Still, analysts are cautiously optimistic about the next steps. Challenges remain, said Alison Salka, senior vice president, director of research, for LIMRA and LOMA.
"The gates have opened, and you now have guidelines for portability, which was a question," Salka said. "So the gates have opened, but they haven't been floodgates, because I think the market is still nascent."
Salka will participate today in a session titled, "In-Plan Annuities: Are We at the Tipping Point for Adoption?" at the LIMRA 2023 Annual Conference at National Harbor outside Washington, D.C.
Momentum is definitely high, Salka said, fueled by the Setting Every Community Up for Retirement Enhancement (SECURE) Act of 2019 and the follow-up SECURE Act 2.0, signed into law in December. The bills removed barriers to offering annuities inside retirement plans, and the industry has responded.
"We're starting to see now are a lot of innovations and new products, especially since SECURE," Salka said. "We've been tracking sales and so far it's been a relatively staid market.

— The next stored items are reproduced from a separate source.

// crates/datatrust-connectors/src/lib.rs
// ============================================================================
// Module: DataTrust Connectors
// Description: Built-in connectors, SQL guard layer, and the registry.
// Purpose: Adapt concrete data sources to the uniform connector contract.
// Dependencies: async-trait, base64, csv, datatrust-core, datatrust-governance
// ============================================================================

//! ## Overview
//! Built-in adapters cover in-memory, CSV, and JSON sources; SQL sources run
//! through the guard layer over a pluggable driver seam. Vendor SaaS
//! adapters plug in externally through the same [`datatrust_core::Connector`]
//! contract. The registry maps connector ids to governed connectors for the
//! dispatch layer.

// ============================================================================
// SECTION: Modules
// ============================================================================

pub mod file;
pub mod infer;
pub mod memory;
pub mod paging;
pub mod registry;
pub mod sql;
pub mod validate;
pub mod writeops;

// ============================================================================
// SECTION: Re-exports
// ============================================================================

pub use file::FileConnector;
pub use file::FileOptions;
pub use file::FileStore;
pub use file::csv::CsvFormat;
pub use file::json::JsonFormat;
pub use infer::infer_schema;
pub use memory::MemoryConnector;
pub use memory::MemoryOptions;
pub use registry::ConnectorListing;
pub use registry::ConnectorRegistry;
pub use sql::SqlDialect;
pub use sql::connector::SqlConnector;
pub use sql::connector::SqlOptions;
pub use sql::executor::SqlExecutor;
pub use sql::executor::SqlStatement;
pub use validate::validate_against_schema;
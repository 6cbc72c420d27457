// crates/datatrust-governance/src/metrics.rs
// ============================================================================
// Module: Governance Metrics
// Description: Observability hooks for governed connector operations.
// Purpose: Provide metric events without hard exporter dependencies.
// Dependencies: datatrust-core
// ============================================================================

//! ## Overview
//! This module exposes a thin metrics interface for governed connector
//! counters and duration observations. It is intentionally dependency-light
//! so deployments can plug in Prometheus or OpenTelemetry without redesign;
//! the server crate ships an atomic registry that renders the Prometheus
//! text exposition.

// ============================================================================
// SECTION: Imports
// ============================================================================

use std::time::Duration;

use datatrust_core::ConnectorOp;

// ============================================================================
// SECTION: Labels
// ============================================================================

/// Operation outcome classification.
///
/// # Invariants
/// - Variants are stable for telemetry labeling.
#[derive(Debug, Clone, Copy, PartialEq, Eq)]
pub enum OpOutcome {
    /// Successful operation.
    Ok,
    /// Failed operation.
    Error,
}

impl OpOutcome {
    /// Returns a stable label for the outcome.
    #[must_use]
    pub const fn as_str(self) -> &'static str {
        match self {
            Self::Ok => "ok",
            Self::Error => "error",
        }
    }
}

// ============================================================================
// SECTION: Trait
// ============================================================================

/// Metrics sink for governed connector operations.
pub trait GovernanceMetrics: Send + Sync {
    /// Records an operation outcome and its duration.
    fn record_operation(
        &self,
        connector_id: &str,
        op: ConnectorOp,
        outcome: OpOutcome,
        duration: Duration,
    );

    /// Records time spent waiting for the connector semaphore.
    fn record_queue_wait(&self, connector_id: &str, wait: Duration);

    /// Records a retry attempt.
    fn record_retry(&self, connector_id: &str, op: ConnectorOp);

    /// Records a breaker fast-fail.
    fn record_breaker_rejection(&self, connector_id: &str, op: ConnectorOp);
}

/// No-op metrics sink.
///
/// # Invariants
/// - Metrics are intentionally discarded.
pub struct NoopGovernanceMetrics;

impl GovernanceMetrics for NoopGovernanceMetrics {
    fn record_operation(
        &self,
        _connector_id: &str,
        _op: ConnectorOp,
        _outcome: OpOutcome,
        _duration: Duration,
    ) {
    }

    fn record_queue_wait(&self, _connector_id: &str, _wait: Duration) {}

    fn record_retry(&self, _connector_id: &str, _op: ConnectorOp) {}

    fn record_breaker_rejection(&self, _connector_id: &str, _op: ConnectorOp) {}
}
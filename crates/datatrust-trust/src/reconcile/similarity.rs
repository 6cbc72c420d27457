// crates/datatrust-trust/src/reconcile/similarity.rs
// ============================================================================
// Module: String Similarity
// Description: Similarity scores and phonetic encodings for matching rules.
// Purpose: Back the `similarity` operator with bounded, deterministic scores.
// Dependencies: strsim
// ============================================================================

//! ## Overview
//! Edit-distance scores come from `strsim`; n-gram Dice and Jaccard are
//! computed over configurable gram sizes; Soundex and Cologne Phonetic
//! reduce to code equality (1.0 or 0.0). Jaro-Winkler takes a configurable
//! prefix scale, capped at 0.25. Inputs longer than the guard limit are
//! refused by the caller before scoring.

// ============================================================================
// SECTION: Imports
// ============================================================================

use std::collections::BTreeSet;

use serde::Deserialize;
use serde::Serialize;

// ============================================================================
// SECTION: Algorithms
// ============================================================================

/// Maximum input length accepted by similarity scoring.
pub const MAX_SIMILARITY_INPUT: usize = 10_000;

/// Maximum Jaro-Winkler prefix scale.
pub const MAX_PREFIX_SCALE: f64 = 0.25;

/// Similarity algorithm selector.
///
/// # Invariants
/// - Variants are stable for serialization and rule options.
#[derive(Debug, Clone, Copy, PartialEq, Eq, Serialize, Deserialize)]
#[serde(rename_all = "snake_case")]
pub enum SimilarityAlgorithm {
    /// Normalized Levenshtein distance.
    Levenshtein,
    /// Jaro similarity.
    Jaro,
    /// Jaro-Winkler with configurable prefix scale.
    JaroWinkler,
    /// Sørensen-Dice over n-grams.
    DiceSorensen,
    /// Jaccard over n-gram sets.
    Jaccard,
    /// Cologne Phonetic code equality.
    ColognePhonetic,
    /// Soundex code equality.
    Soundex,
}

impl Default for SimilarityAlgorithm {
    fn default() -> Self {
        Self::JaroWinkler
    }
}

/// Tuning knobs for similarity scoring.
#[derive(Debug, Clone, Copy, PartialEq)]
pub struct SimilarityOptions {
    /// Jaro-Winkler prefix scale (default 0.1, capped at 0.25).
    pub prefix_scale: f64,
    /// n-gram size for Dice and Jaccard (default 2).
    pub ngram: usize,
}

impl Default for SimilarityOptions {
    fn default() -> Self {
        Self {
            prefix_scale: 0.1,
            ngram: 2,
        }
    }
}

/// Scores two strings in `[0, 1]` under the selected algorithm.
#[must_use]
pub fn similarity(
    algorithm: SimilarityAlgorithm,
    options: &SimilarityOptions,
    left: &str,
    right: &str,
) -> f64 {
    match algorithm {
        SimilarityAlgorithm::Levenshtein => strsim::normalized_levenshtein(left, right),
        SimilarityAlgorithm::Jaro => strsim::jaro(left, right),
        SimilarityAlgorithm::JaroWinkler => {
            jaro_winkler(left, right, options.prefix_scale.clamp(0.0, MAX_PREFIX_SCALE))
        }
        SimilarityAlgorithm::DiceSorensen => ngram_dice(left, right, options.ngram.max(1)),
        SimilarityAlgorithm::Jaccard => ngram_jaccard(left, right, options.ngram.max(1)),
        SimilarityAlgorithm::ColognePhonetic => {
            let (a, b) = (cologne_phonetic(left), cologne_phonetic(right));
            if !a.is_empty() && a == b { 1.0 } else { 0.0 }
        }
        SimilarityAlgorithm::Soundex => {
            let (a, b) = (soundex(left), soundex(right));
            if !a.is_empty() && a == b { 1.0 } else { 0.0 }
        }
    }
}

/// Jaro-Winkler with an explicit prefix scale.
fn jaro_winkler(left: &str, right: &str, prefix_scale: f64) -> f64 {
    let jaro = strsim::jaro(left, right);
    let prefix = left
        .chars()
        .zip(right.chars())
        .take(4)
        .take_while(|(a, b)| a == b)
        .count();
    // Winkler boost: reward shared prefixes without exceeding 1.0.
    (prefix as f64).mul_add(prefix_scale * (1.0 - jaro), jaro).min(1.0)
}

/// Builds the n-gram multiset of a string.
fn ngrams(text: &str, n: usize) -> Vec<String> {
    let chars: Vec<char> = text.chars().collect();
    if chars.len() < n {
        if chars.is_empty() {
            return Vec::new();
        }
        return vec![chars.iter().collect()];
    }
    chars.windows(n).map(|window| window.iter().collect()).collect()
}

/// Sørensen-Dice coefficient over n-gram sets.
fn ngram_dice(left: &str, right: &str, n: usize) -> f64 {
    let left_set: BTreeSet<String> = ngrams(left, n).into_iter().collect();
    let right_set: BTreeSet<String> = ngrams(right, n).into_iter().collect();
    if left_set.is_empty() && right_set.is_empty() {
        return 1.0;
    }
    if left_set.is_empty() || right_set.is_empty() {
        return 0.0;
    }
    let shared = left_set.intersection(&right_set).count();
    (2.0 * shared as f64) / (left_set.len() + right_set.len()) as f64
}

/// Jaccard index over n-gram sets.
fn ngram_jaccard(left: &str, right: &str, n: usize) -> f64 {
    let left_set: BTreeSet<String> = ngrams(left, n).into_iter().collect();
    let right_set: BTreeSet<String> = ngrams(right, n).into_iter().collect();
    if left_set.is_empty() && right_set.is_empty() {
        return 1.0;
    }
    let union = left_set.union(&right_set).count();
    if union == 0 {
        return 0.0;
    }
    let shared = left_set.intersection(&right_set).count();
    shared as f64 / union as f64
}

// ============================================================================
// SECTION: Phonetic Encodings
// ============================================================================

/// American Soundex code (letter plus three digits).
#[must_use]
pub fn soundex(text: &str) -> String {
    let letters: Vec<char> = text
        .chars()
        .filter(char::is_ascii_alphabetic)
        .map(|ch| ch.to_ascii_uppercase())
        .collect();
    let Some(&first) = letters.first() else {
        return String::new();
    };

    let digit = |ch: char| -> Option<char> {
        match ch {
            'B' | 'F' | 'P' | 'V' => Some('1'),
            'C' | 'G' | 'J' | 'K' | 'Q' | 'S' | 'X' | 'Z' => Some('2'),
            'D' | 'T' => Some('3'),
            'L' => Some('4'),
            'M' | 'N' => Some('5'),
            'R' => Some('6'),
            _ => None,
        }
    };

    let mut code = String::new();
    code.push(first);
    let mut previous = digit(first);
    for &letter in &letters[1..] {
        let current = digit(letter);
        match letter {
            // H and W do not separate identical codes.
            'H' | 'W' => continue,
            _ => {}
        }
        if let Some(current_digit) = current {
            if previous != Some(current_digit) {
                code.push(current_digit);
                if code.len() == 4 {
                    break;
                }
            }
        }
        previous = current;
    }
    while code.len() < 4 {
        code.push('0');
    }
    code
}

/// Cologne Phonetic (Kölner Phonetik) code.
#[must_use]
pub fn cologne_phonetic(text: &str) -> String {
    let letters: Vec<char> = text
        .chars()
        .filter(|ch| ch.is_alphabetic())
        .map(|ch| match ch.to_uppercase().next().unwrap_or(ch) {
            'Ä' => 'A',
            'Ö' => 'O',
            'Ü' => 'U',
            'ß' => 'S',
            upper => upper,
        })
        .collect();

    let mut raw = String::new();
    for (index, &letter) in letters.iter().enumerate() {
        let previous = index.checked_sub(1).map(|i| letters[i]);
        let next = letters.get(index + 1).copied();
        let code: &str = match letter {
            'A' | 'E' | 'I' | 'J' | 'O' | 'U' | 'Y' => "0",
            'H' => "",
            'B' => "1",
            'P' => {
                if next == Some('H') {
                    "3"
                } else {
                    "1"
                }
            }
            'D' | 'T' => {
                if matches!(next, Some('C' | 'S' | 'Z')) {
                    "8"
                } else {
                    "2"
                }
            }
            'F' | 'V' | 'W' => "3",
            'G' | 'K' | 'Q' => "4",
            'C' => {
                if matches!(previous, Some('S' | 'Z')) {
                    "8"
                } else if index == 0 {
                    if matches!(next, Some('A' | 'H' | 'K' | 'L' | 'O' | 'Q' | 'R' | 'U' | 'X')) {
                        "4"
                    } else {
                        "8"
                    }
                } else if matches!(next, Some('A' | 'H' | 'K' | 'O' | 'Q' | 'U' | 'X')) {
                    "4"
                } else {
                    "8"
                }
            }
            'X' => {
                if matches!(previous, Some('C' | 'K' | 'Q')) {
                    "8"
                } else {
                    "48"
                }
            }
            'L' => "5",
            'M' | 'N' => "6",
            'R' => "7",
            'S' | 'Z' => "8",
            _ => "",
        };
        raw.push_str(code);
    }

    // Collapse runs, then drop every '0' except a leading one.
    let mut collapsed = String::new();
    let mut last: Option<char> = None;
    for ch in raw.chars() {
        if last != Some(ch) {
            collapsed.push(ch);
        }
        last = Some(ch);
    }
    let mut result = String::new();
    for (index, ch) in collapsed.chars().enumerate() {
        if ch == '0' && index > 0 {
            continue;
        }
        result.push(ch);
    }
    result
}

// ============================================================================
// SECTION: Tests
// ============================================================================

#[cfg(test)]
mod tests {
    #![allow(
        clippy::unwrap_used,
        clippy::panic,
        clippy::float_cmp,
        reason = "Test-only assertions on deterministic scores."
    )]

    use super::SimilarityAlgorithm;
    use super::SimilarityOptions;
    use super::cologne_phonetic;
    use super::similarity;
    use super::soundex;

    #[test]
    fn identical_strings_score_one() {
        let options = SimilarityOptions::default();
        for algorithm in [
            SimilarityAlgorithm::Levenshtein,
            SimilarityAlgorithm::Jaro,
            SimilarityAlgorithm::JaroWinkler,
            SimilarityAlgorithm::DiceSorensen,
            SimilarityAlgorithm::Jaccard,
            SimilarityAlgorithm::ColognePhonetic,
            SimilarityAlgorithm::Soundex,
        ] {
            assert_eq!(similarity(algorithm, &options, "martha", "martha"), 1.0);
        }
    }

    #[test]
    fn jaro_winkler_prefix_boost_is_capped() {
        let default = SimilarityOptions::default();
        let boosted = SimilarityOptions {
            prefix_scale: 0.9,
            ngram: 2,
        };
        let base = similarity(SimilarityAlgorithm::JaroWinkler, &default, "martha", "marhta");
        let capped = similarity(SimilarityAlgorithm::JaroWinkler, &boosted, "martha", "marhta");
        assert!(base > similarity(SimilarityAlgorithm::Jaro, &default, "martha", "marhta"));
        assert!(capped <= 1.0);
    }

    #[test]
    fn soundex_matches_classic_vectors() {
        assert_eq!(soundex("Robert"), "R163");
        assert_eq!(soundex("Rupert"), "R163");
        assert_eq!(soundex("Ashcraft"), "A261");
        assert_eq!(soundex("Tymczak"), "T522");
    }

    #[test]
    fn cologne_phonetic_matches_reference_vectors() {
        assert_eq!(cologne_phonetic("Müller-Lüdenscheidt"), "65752682");
        assert_eq!(cologne_phonetic("Breschnew"), "17863");
        assert_eq!(cologne_phonetic("Wikipedia"), "3412");
    }

    #[test]
    fn dice_and_jaccard_degrade_with_divergence() {
        let options = SimilarityOptions::default();
        let close = similarity(SimilarityAlgorithm::DiceSorensen, &options, "night", "nacht");
        let far = similarity(SimilarityAlgorithm::DiceSorensen, &options, "night", "zzzzz");
        assert!(close > far);
        assert_eq!(far, 0.0);
        let jaccard = similarity(SimilarityAlgorithm::Jaccard, &options, "night", "night");
        assert_eq!(jaccard, 1.0);
    }
}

But we are at a point where you're seeing more interest. You are seeing things change."
Americans want income
Supply naturally follows demand and in-plan annuities must have a market to thrive. The 2023 LIMRA Retirement Investors Survey of consumers shows a gathering market for guaranteed income.

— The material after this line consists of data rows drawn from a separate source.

// ============================================================================
// SECTION: Entry Point
// ============================================================================

/// Runs the handler for a parsed tool call.
///
/// # Errors
///
/// Returns [`ToolError`] when the operation fails; the dispatcher encodes
/// it into the response.
pub async fn run(
    args: &ToolArgs,
    deps: &HandlerDeps,
    ctx: &TelemetryContext,
) -> Result<ToolOutput, ToolError> {
    match args {
        ToolArgs::ListConnectors => Ok(ToolOutput::json(json!({
            "connectors": deps.registry.list(),
        }))),
        ToolArgs::GetSchema(args) => {
            let connector = deps.registry.get(&args.connector_id)?;
            let schema = connector.get_schema(args.force_refresh).await?;
            Ok(ToolOutput::json(json!({"schema": schema})))
        }
        ToolArgs::ReadRecords(args) => {
            let connector = deps.registry.get(&args.connector_id)?;
            let filter = args
                .filter()
                .map_err(|message| ToolError::new("VALIDATION_ERROR", message))?;
            let result = connector.read_records(&filter).await?;
            Ok(ToolOutput::json(json!({
                "records": result.records,
                "total_count": result.total_count,
                "has_more": result.has_more,
                "next_cursor": result.next_cursor,
            })))
        }
        ToolArgs::WriteRecords(args) => write_records(args, deps, ctx).await,
        ToolArgs::ValidateRecords(args) => {
            let connector = deps.registry.get(&args.connector_id)?;
            let report = connector.validate_records(&args.records).await?;
            Ok(ToolOutput::json(json!({"validation": report})))
        }
        ToolArgs::CompareRecords(args) => {
            let source = deps.registry.get(&args.source_id)?;
            let target = deps.registry.get(&args.target_id)?;
            let options = CompareOptions {
                mappings: args.mappings.clone(),
                source_key: args.source_key.clone(),
                target_key: args.target_key.clone(),
                max_records: args.max_records,
            };
            let report =
                compare_connectors(source.as_ref(), target.as_ref(), &options, &deps.comparators)
                    .await?;
            let text = matches!(args.format, ReportFormat::Text)
                .then(|| render_comparison(&report));
            Ok(ToolOutput {
                payload: json!({"comparison": report}),
                text,
            })
        }
        ToolArgs::DetectChanges(args) => {
            let connector = deps.registry.get(&args.connector_id)?;
            let mode = match (&args.snapshot_id, &args.timestamp_field, &args.since) {
                (Some(snapshot_id), None, None) => ChangeDetectionMode::Snapshot {
                    snapshot_id: snapshot_id.clone(),
                },
                (None, Some(timestamp_field), Some(since)) => ChangeDetectionMode::Timestamp {
                    timestamp_field: timestamp_field.clone(),
                    since: since.clone(),
                },
                _ => {
                    return Err(ToolError::new(
                        "INVALID_OPTIONS",
                        "supply either snapshot_id or timestamp_field with since",
                    ));
                }
            };
            let options = ChangeDetectionOptions {
                mode,
                key_field: args.key_field.clone(),
                track_fields: args.track_fields.clone(),
                max_records: args.max_records,
            };
            let report = detect_changes(connector.as_ref(), &deps.snapshots, &options).await?;
            let text =
                matches!(args.format, ReportFormat::Text).then(|| render_changes(&report));
            Ok(ToolOutput {
                payload: json!({"changes": report}),
                text,
            })
        }
        ToolArgs::CreateSnapshot(args) => {
            let connector = deps.registry.get(&args.connector_id)?;
            require_connected(
                connector.as_ref(),
                datatrust_core::TrustErrorKind::ConnectorNotConnected,
            )?;
            let max_records = clamp_max_records(args.max_records);
            let records = load_records(
                connector.as_ref(),
                &datatrust_core::FilterOptions::default(),
                max_records,
            )
            .await?;
            let snapshot = Snapshot {
                meta: SnapshotMeta {
                    id: args.snapshot_id.clone(),
                    connector_id: args.connector_id.clone(),
                    created_at: Timestamp::now(),
                    record_count: records.len() as u64,
                },
                records,
                description: args.description.clone(),
            };
            deps.snapshots.create(&snapshot)?;
            Ok(ToolOutput::json(json!({"snapshot": snapshot.meta})))
        }
        ToolArgs::ListSnapshots(args) => {
            let mut snapshots = deps.snapshots.list()?;
            if let Some(connector_id) = &args.connector_id {
                snapshots.retain(|meta| &meta.connector_id == connector_id);
            }
            Ok(ToolOutput::json(json!({"snapshots": snapshots})))
        }
        ToolArgs::DeleteSnapshot(args) => {
            deps.snapshots.delete(&args.snapshot_id)?;
            Ok(ToolOutput::json(json!({"deleted": args.snapshot_id})))
        }
        ToolArgs::QueryAuditLog(args) => {
            let parse_bound = |value: &Option<String>, name: &str| {
                value
                    .as_deref()
                    .map(|text| {
                        Timestamp::parse_rfc3339(text).ok_or_else(|| {
                            ToolError::new(
                                "INVALID_OPTIONS",
                                format!("`{name}` must be an RFC3339 timestamp"),
                            )
                        })
                    })
                    .transpose()
            };
            let query = AuditQuery {
                connector_id: args.connector_id.clone(),
                operations: args.operations.clone(),
                record_key: args.record_key.clone(),
                user: args.user.clone(),
                from: parse_bound(&args.from, "from")?,
                to: parse_bound(&args.to, "to")?,
                limit: args.limit,
                offset: args.offset,
            };
            let result = deps.op_audit.query(&query)?;
            Ok(ToolOutput::json(json!({"audit": result})))
        }
        ToolArgs::ReconcileRecords(args) => {
            let source = deps.registry.get(&args.source_id)?;
            let target = deps.registry.get(&args.target_id)?;
            let options = ReconcileOptions {
                rules: args.rules.clone(),
                min_confidence: args.min_confidence.unwrap_or(50.0),
                blocking: args.blocking.clone().unwrap_or_default(),
                max_records: args.max_records,
            };
            let report =
                reconcile_connectors(source.as_ref(), target.as_ref(), &options).await?;
            let text =
                matches!(args.format, ReportFormat::Text).then(|| render_reconcile(&report));
            Ok(ToolOutput {
                payload: json!({"reconciliation": report}),
                text,
            })
        }
    }
}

"I think participants have always recognized that benefit," Salka said. "That is one hurdle, educating them about it, helping them take the steps, getting them into a plan that has [guaranteed income] available. Certainly we know that participants are interested and we know that defined contribution plans, retirement plans are where most of retirement assets are."

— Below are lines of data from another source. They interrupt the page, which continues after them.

/// JWT verification configuration.
#[derive(Debug, Clone, Default, PartialEq, Serialize, Deserialize)]
#[serde(deny_unknown_fields)]
pub struct JwtConfig {
    /// Signature algorithm.
    #[serde(default)]
    pub algorithm: JwtAlgorithm,
    /// Environment variable holding the HS256 secret.
    #[serde(default)]
    pub secret_env: Option<String>,
    /// Environment variable holding the RS256 PEM public key.
    #[serde(default)]
    pub public_key_env: Option<String>,
    /// File holding the RS256 PEM public key.
    #[serde(default)]
    pub public_key_file: Option<String>,
    /// Expected issuer.
    #[serde(default)]
    pub iss: Option<String>,
    /// Accepted audiences.
    #[serde(default)]
    pub aud: Vec<String>,
    /// Claims that must equal the configured values exactly.
    #[serde(default)]
    pub required_claims: BTreeMap<String, Value>,
    /// Allowed clock skew for `exp`/`nbf` in seconds.
    #[serde(default = "default_clock_skew")]
    pub clock_skew_seconds: u64,
}

/// Returns the default JWT clock skew.
const fn default_clock_skew() -> u64 {
    30
}

/// Authentication configuration.
#[derive(Debug, Clone, Default, PartialEq, Serialize, Deserialize)]
#[serde(deny_unknown_fields)]
pub struct AuthConfig {
    /// Authentication mode.
    #[serde(default)]
    pub mode: AuthMode,
    /// Environment variable holding the bearer secret.
    #[serde(default)]
    pub bearer_token_env: Option<String>,
    /// JWT verification settings.
    #[serde(default)]
    pub jwt: JwtConfig,
}

/// Rate-limit key discriminator.
#[derive(Debug, Clone, Copy, Default, PartialEq, Eq, Serialize, Deserialize)]
#[serde(rename_all = "snake_case")]
pub enum RateLimitKey {
    /// Remote IP.
    #[default]
    Ip,
    /// Authenticated subject.
    Subject,
    /// Remote IP and subject combined.
    IpSubject,
}

/// Fixed-window rate-limit configuration.
#[derive(Debug, Clone, PartialEq, Eq, Serialize, Deserialize)]
#[serde(deny_unknown_fields)]
pub struct RateLimitConfig {
    /// Key discriminator.
    #[serde(default)]
    pub key: RateLimitKey,
    /// Requests allowed per window.
    pub limit: u64,
    /// Window length in seconds.
    pub window_seconds: u64,
}

/// Break-glass header configuration.
#[derive(Debug, Clone, PartialEq, Eq, Serialize, Deserialize)]
#[serde(deny_unknown_fields)]
pub struct BreakGlassConfig {
    /// Header name carrying the override secret.
    #[serde(default = "default_break_glass_header")]
    pub header: String,
    /// Environment variable holding the override secret.
    pub secret_env: String,
}

/// Returns the default break-glass header name.
fn default_break_glass_header() -> String {
    "x-datatrust-break-glass".to_string()
}

/// HTTP transport configuration.
#[derive(Debug, Clone, PartialEq, Serialize, Deserialize)]
#[serde(deny_unknown_fields)]
pub struct HttpConfig {
    /// Bind host.
    #[serde(default = "default_host")]
    pub host: String,
    /// Bind port.
    #[serde(default = "default_port")]
    pub port: u16,
    /// Tool RPC path.
    #[serde(default = "default_mcp_path")]
    pub mcp_path: String,
    /// Request body cap in bytes.
    #[serde(default = "default_max_body_bytes")]
    pub max_body_bytes: u64,
    /// TLS settings.
    #[serde(default)]
    pub tls: Option<TlsConfig>,
    /// Authentication settings.
    #[serde(default)]
    pub auth: AuthConfig,
    /// Rate-limit settings.
    #[serde(default)]
    pub rate_limit: Option<RateLimitConfig>,
    /// Break-glass settings.
    #[serde(default)]
    pub break_glass: Option<BreakGlassConfig>,
}

impl Default for HttpConfig {
    fn default() -> Self {
        Self {
            host: default_host(),
            port: default_port(),
            mcp_path: default_mcp_path(),
            max_body_bytes: default_max_body_bytes(),
            tls: None,
            auth: AuthConfig::default(),
            rate_limit: None,
            break_glass: None,
        }
    }
}
use config::{Config, ConfigError, Environment};
use serde::Deserialize;
use std::time::Duration;

#[derive(Debug, Deserialize, Clone)]
pub struct Settings {
    pub application: ApplicationSettings,
    #[serde(default)]
    pub provider: ProviderSettings,
    #[serde(default)]
    pub explorer: ExplorerSettings,
    #[serde(default)]
    pub storage: StorageSettings,
}

#[derive(Debug, Deserialize, Clone)]
pub struct ApplicationSettings {
    pub port: u16,
    pub host: String,
    #[serde(default = "default_cors_origin")]
    pub cors_allow_origin: String,
    #[serde(default = "default_cors_methods")]
    pub cors_allow_methods: String,
    #[serde(default = "default_cors_headers")]
    pub cors_allow_headers: String,
}

// Default functions for CORS settings
fn default_cors_origin() -> String {
    "*".to_string()
}

fn default_cors_methods() -> String {
    "GET, POST, OPTIONS".to_string()
}

fn default_cors_headers() -> String {
    "Content-Type, Authorization".to_string()
}

/// The wallet's JSON-RPC endpoint. Without a URL the service runs with no
/// provider and every wallet action reports it as unavailable.
#[derive(Debug, Deserialize, Clone)]
pub struct ProviderSettings {
    #[serde(default)]
    pub url: Option<String>,
    #[serde(default = "default_poll_interval_ms")]
    pub poll_interval_ms: u64,
    #[serde(default = "default_request_timeout_secs")]
    pub request_timeout_secs: u64,
}

fn default_poll_interval_ms() -> u64 {
    4000
}

fn default_request_timeout_secs() -> u64 {
    30
}

impl Default for ProviderSettings {
    fn default() -> Self {
        Self {
            url: None,
            poll_interval_ms: default_poll_interval_ms(),
            request_timeout_secs: default_request_timeout_secs(),
        }
    }
}

impl ProviderSettings {
    pub fn poll_interval(&self) -> Duration {
        Duration::from_millis(self.poll_interval_ms)
    }

    pub fn request_timeout(&self) -> Duration {
        Duration::from_secs(self.request_timeout_secs)
    }
}

#[derive(Debug, Deserialize, Clone)]
pub struct ExplorerSettings {
    #[serde(default = "default_explorer_api_url")]
    pub api_url: String,
    #[serde(default)]
    pub api_key: String,
    #[serde(default = "default_explorer_web_url")]
    pub web_url: String,
}

fn default_explorer_api_url() -> String {
    "https://api.etherscan.io/api".to_string()
}

fn default_explorer_web_url() -> String {
    "https://etherscan.io".to_string()
}

impl Default for ExplorerSettings {
    fn default() -> Self {
        Self {
            api_url: default_explorer_api_url(),
            api_key: String::new(),
            web_url: default_explorer_web_url(),
        }
    }
}

#[derive(Debug, Deserialize, Clone)]
pub struct StorageSettings {
    #[serde(default = "default_storage_path")]
    pub path: String,
    /// Keep everything in memory; nothing survives a restart.
    #[serde(default)]
    pub in_memory: bool,
}

fn default_storage_path() -> String {
    "paydesk-state.json".to_string()
}

impl Default for StorageSettings {
    fn default() -> Self {
        Self {
            path: default_storage_path(),
            in_memory: false,
        }
    }
}

impl Settings {
    /// Defaults, then the config file, then `SECTION__KEY` environment
    /// variables.
    pub fn new(config_file: Option<&str>) -> Result<Self, ConfigError> {
        let file = match config_file {
            Some(path) => config::File::with_name(path).required(true),
            None => config::File::with_name("config").required(false),
        };

        let config = Config::builder()
            .set_default("application.host", "0.0.0.0")?
            .set_default("application.port", 8080)?
            .add_source(file)
            .add_source(Environment::default().separator("__"))
            .build()?;

        config.try_deserialize()
    }

    /// Settings with every default applied, for tests and embedding.
    pub fn defaults() -> Self {
        Self {
            application: ApplicationSettings {
                port: 8080,
                host: "0.0.0.0".to_string(),
                cors_allow_origin: default_cors_origin(),
                cors_allow_methods: default_cors_methods(),
                cors_allow_headers: default_cors_headers(),
            },
            provider: ProviderSettings::default(),
            explorer: ExplorerSettings::default(),
            storage: StorageSettings::default(),
        }
    }
}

Complexity and availability remain the two biggest hurdles to in-plan annuities, a separate LIMRA/LOMA advisor survey revealed. Thirty percent of advisors said the products are "difficult for a sponsor to understand," while another 28% said "products are not available on all recordkeeping platforms."
Not surprisingly, better-educated advisors is a big key to connecting lifetime income products with eager plan participants.
"It seems like efforts to educate advisors and consultants has been working," Salka said. "So it seems like advisors and consultants are in a better position today to advise on these products and they're more comfortable recommending them."
Target-date products
One annuity in-plan product design that is gaining favor is the target-date fund with an annuity component. One popular design calls for gradual purchases of deferred life annuities beginning at age 50, instead of increasing the allocation to bond funds.
The National Bureau of Economic Research published a paper earlier this year finding that allocating a portion of target-date assets to deferred life annuities is financially beneficial compared with leaving all assets in a target-date fund and purchasing an immediate annuity at retirement.
"The target-date design has been one that we have found that advisors are more familiar with and makes sense, but I don't think it's the only option," Salka said. "What you're seeing right now is innovation and experimentation to see the different ways to meet this need. And I think that's a good thing."